____ Input data
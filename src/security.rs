//! Security Module
//!
//! XLSXアーカイブを開く際のセキュリティ対策を実装するモジュール。
//! ZIP bomb攻撃、パストラバーサル攻撃などへの対策を提供します。

use std::io::{Read, Seek};
use zip::ZipArchive;

use crate::error::SheetScoutError;

/// セキュリティ設定
///
/// ワークブック処理時のセキュリティ制限を定義します。
#[derive(Debug, Clone)]
pub(crate) struct SecurityConfig {
    /// 展開後の最大サイズ（バイト）
    /// デフォルト: 1GB (1_073_741_824 bytes)
    pub max_decompressed_size: u64,
    /// ZIPアーカイブ内の最大ファイル数
    /// デフォルト: 10000
    pub max_file_count: usize,
    /// 単一ファイルの最大サイズ（バイト）
    /// デフォルト: 100MB (104_857_600 bytes)
    pub max_file_size: u64,
    /// 入力ファイルの最大サイズ（バイト）
    /// デフォルト: 2GB (2_147_483_648 bytes)
    pub max_input_file_size: u64,
}

impl Default for SecurityConfig {
    fn default() -> Self {
        Self {
            max_decompressed_size: 1_073_741_824, // 1GB
            max_file_count: 10_000,
            max_file_size: 104_857_600,         // 100MB
            max_input_file_size: 2_147_483_648, // 2GB
        }
    }
}

/// ZIPアーカイブ全体を検証
///
/// アーカイブ内の全エントリについて、パスの安全性とサイズ制限を確認します。
///
/// # 引数
///
/// * `archive` - 検証するZIPアーカイブ
/// * `config` - 適用するセキュリティ制限
///
/// # 戻り値
///
/// * `Ok(())` - アーカイブが制限内の場合
/// * `Err(SheetScoutError::SecurityViolation)` - 制限に違反した場合
pub(crate) fn validate_archive<R: Read + Seek>(
    archive: &mut ZipArchive<R>,
    config: &SecurityConfig,
) -> Result<(), SheetScoutError> {
    // ファイル数の上限
    if archive.len() > config.max_file_count {
        return Err(SheetScoutError::SecurityViolation(format!(
            "ZIP archive contains too many files: {} (max: {})",
            archive.len(),
            config.max_file_count
        )));
    }

    // 各ファイルのパス検証とサイズチェック
    let mut total_decompressed_size = 0u64;
    for i in 0..archive.len() {
        let file = archive
            .by_index(i)
            .map_err(|e| SheetScoutError::Zip(format!("{}", e)))?;

        // パストラバーサル対策
        let file_name = file.name();
        validate_zip_path(file_name)
            .map_err(|e| SheetScoutError::SecurityViolation(format!("Invalid ZIP path: {}", e)))?;

        // ファイルサイズチェック
        let file_size = file.size();
        if file_size > config.max_file_size {
            return Err(SheetScoutError::SecurityViolation(format!(
                "File '{}' exceeds maximum size: {} bytes (max: {} bytes)",
                file_name, file_size, config.max_file_size
            )));
        }

        // 展開後のサイズ累計をチェック
        total_decompressed_size = total_decompressed_size
            .checked_add(file_size)
            .ok_or_else(|| {
                SheetScoutError::SecurityViolation(
                    "Total decompressed size calculation overflow".to_string(),
                )
            })?;

        if total_decompressed_size > config.max_decompressed_size {
            return Err(SheetScoutError::SecurityViolation(format!(
                "Total decompressed size exceeds maximum: {} bytes (max: {} bytes)",
                total_decompressed_size, config.max_decompressed_size
            )));
        }
    }

    Ok(())
}

/// ファイルパスの検証
///
/// パストラバーサル攻撃を防ぐため、ファイルパスを検証します。
///
/// # 引数
///
/// * `path` - 検証するファイルパス
///
/// # 戻り値
///
/// * `Ok(())` - パスが安全な場合
/// * `Err(String)` - パスが危険な場合（`..`や絶対パスを含む）
pub(crate) fn validate_zip_path(path: &str) -> Result<(), String> {
    // 空のパスは拒否
    if path.is_empty() {
        return Err("Empty path is not allowed".to_string());
    }

    // 絶対パスを拒否（Windows形式の`C:\`やUnix形式の`/`で始まるパス）
    if path.starts_with('/') || path.starts_with("C:\\") || path.starts_with("c:\\") {
        return Err(format!("Absolute path is not allowed: {}", path));
    }

    // `..`を含むパスを拒否（ディレクトリトラバーサル攻撃）
    if path.contains("..") {
        return Err(format!("Path traversal detected: {}", path));
    }

    // `\`を含むパスを拒否（Windows形式のパスセパレータ）
    if path.contains('\\') {
        return Err(format!("Backslash in path is not allowed: {}", path));
    }

    Ok(())
}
________
* About this task *
The whole of the material should be restated word for word.

* Answer *
filename src/security.rs
//! Security Module
//!
//! XLSXアーカイブを開く際のセキュリティ対策を実装するモジュール。
//! ZIP bomb攻撃、パストラバーサル攻撃などへの対策を提供します。

use std::io::{Read, Seek};
use zip::ZipArchive;

use crate::error::SheetScoutError;

/// セキュリティ設定
///
/// ワークブック処理時のセキュリティ制限を定義します。
#[derive(Debug, Clone)]
pub(crate) struct SecurityConfig {
    /// 展開後の最大サイズ（バイト）
    /// デフォルト: 1GB (1_073_741_824 bytes)
    pub max_decompressed_size: u64,
    /// ZIPアーカイブ内の最大ファイル数
    /// デフォルト: 10000
    pub max_file_count: usize,
    /// 単一ファイルの最大サイズ（バイト）
    /// デフォルト: 100MB (104_857_600 bytes)
    pub max_file_size: u64,
    /// 入力ファイルの最大サイズ（バイト）
    /// デフォルト: 2GB (2_147_483_648 bytes)
    pub max_input_file_size: u64,
}

impl Default for SecurityConfig {
    fn default() -> Self {
        Self {
            max_decompressed_size: 1_073_741_824, // 1GB
            max_file_count: 10_000,
            max_file_size: 104_857_600,         // 100MB
            max_input_file_size: 2_147_483_648, // 2GB
        }
    }
}

/// ZIPアーカイブ全体を検証
///
/// アーカイブ内の全エントリについて、パスの安全性とサイズ制限を確認します。
///
/// # 引数
///
/// * `archive` - 検証するZIPアーカイブ
/// * `config` - 適用するセキュリティ制限
///
/// # 戻り値
///
/// * `Ok(())` - アーカイブが制限内の場合
/// * `Err(SheetScoutError::SecurityViolation)` - 制限に違反した場合
pub(crate) fn validate_archive<R: Read + Seek>(
    archive: &mut ZipArchive<R>,
    config: &SecurityConfig,
) -> Result<(), SheetScoutError> {
    // ファイル数の上限
    if archive.len() > config.max_file_count {
        return Err(SheetScoutError::SecurityViolation(format!(
            "ZIP archive contains too many files: {} (max: {})",
            archive.len(),
            config.max_file_count
        )));
    }

    // 各ファイルのパス検証とサイズチェック
    let mut total_decompressed_size = 0u64;
    for i in 0..archive.len() {
        let file = archive
            .by_index(i)
            .map_err(|e| SheetScoutError::Zip(format!("{}", e)))?;

        // パストラバーサル対策
        let file_name = file.name();
        validate_zip_path(file_name)
            .map_err(|e| SheetScoutError::SecurityViolation(format!("Invalid ZIP path: {}", e)))?;

        // ファイルサイズチェック
        let file_size = file.size();
        if file_size > config.max_file_size {
            return Err(SheetScoutError::SecurityViolation(format!(
                "File '{}' exceeds maximum size: {} bytes (max: {} bytes)",
                file_name, file_size, config.max_file_size
            )));
        }

        // 展開後のサイズ累計をチェック
        total_decompressed_size = total_decompressed_size
            .checked_add(file_size)
            .ok_or_else(|| {
                SheetScoutError::SecurityViolation(
                    "Total decompressed size calculation overflow".to_string(),
                )
            })?;

        if total_decompressed_size > config.max_decompressed_size {
            return Err(SheetScoutError::SecurityViolation(format!(
                "Total decompressed size exceeds maximum: {} bytes (max: {} bytes)",
                total_decompressed_size, config.max_decompressed_size
            )));
        }
    }

    Ok(())
}

/// ファイルパスの検証
///
/// パストラバーサル攻撃を防ぐため、ファイルパスを検証します。
///
/// # 引数
///
/// * `path` - 検証するファイルパス
///
/// # 戻り値
///
/// * `Ok(())` - パスが安全な場合
/// * `Err(String)` - パスが危険な場合（`..`や絶対パスを含む）
pub(crate) fn validate_zip_path(path: &str) -> Result<(), String> {
    // 空のパスは拒否
    if path.is_empty() {
        return Err("Empty path is not allowed".to_string());
    }

    // 絶対パスを拒否（Windows形式の`C:\`やUnix形式の`/`で始まるパス）
    if path.starts_with('/') || path.starts_with("C:\\") || path.starts_with("c:\\") {
        return Err(format!("Absolute path is not allowed: {}", path));
    }

    // `..`を含むパスを拒否（ディレクトリトラバーサル攻撃）
    if path.contains("..") {
        return Err(format!("Path traversal detected: {}", path));
    }

    // `\`を含むパスを拒否（Windows形式のパスセパレータ）
    if path.contains('\\') {
        return Err(format!("Backslash in path is not allowed: {}", path));
    }

    Ok(())
}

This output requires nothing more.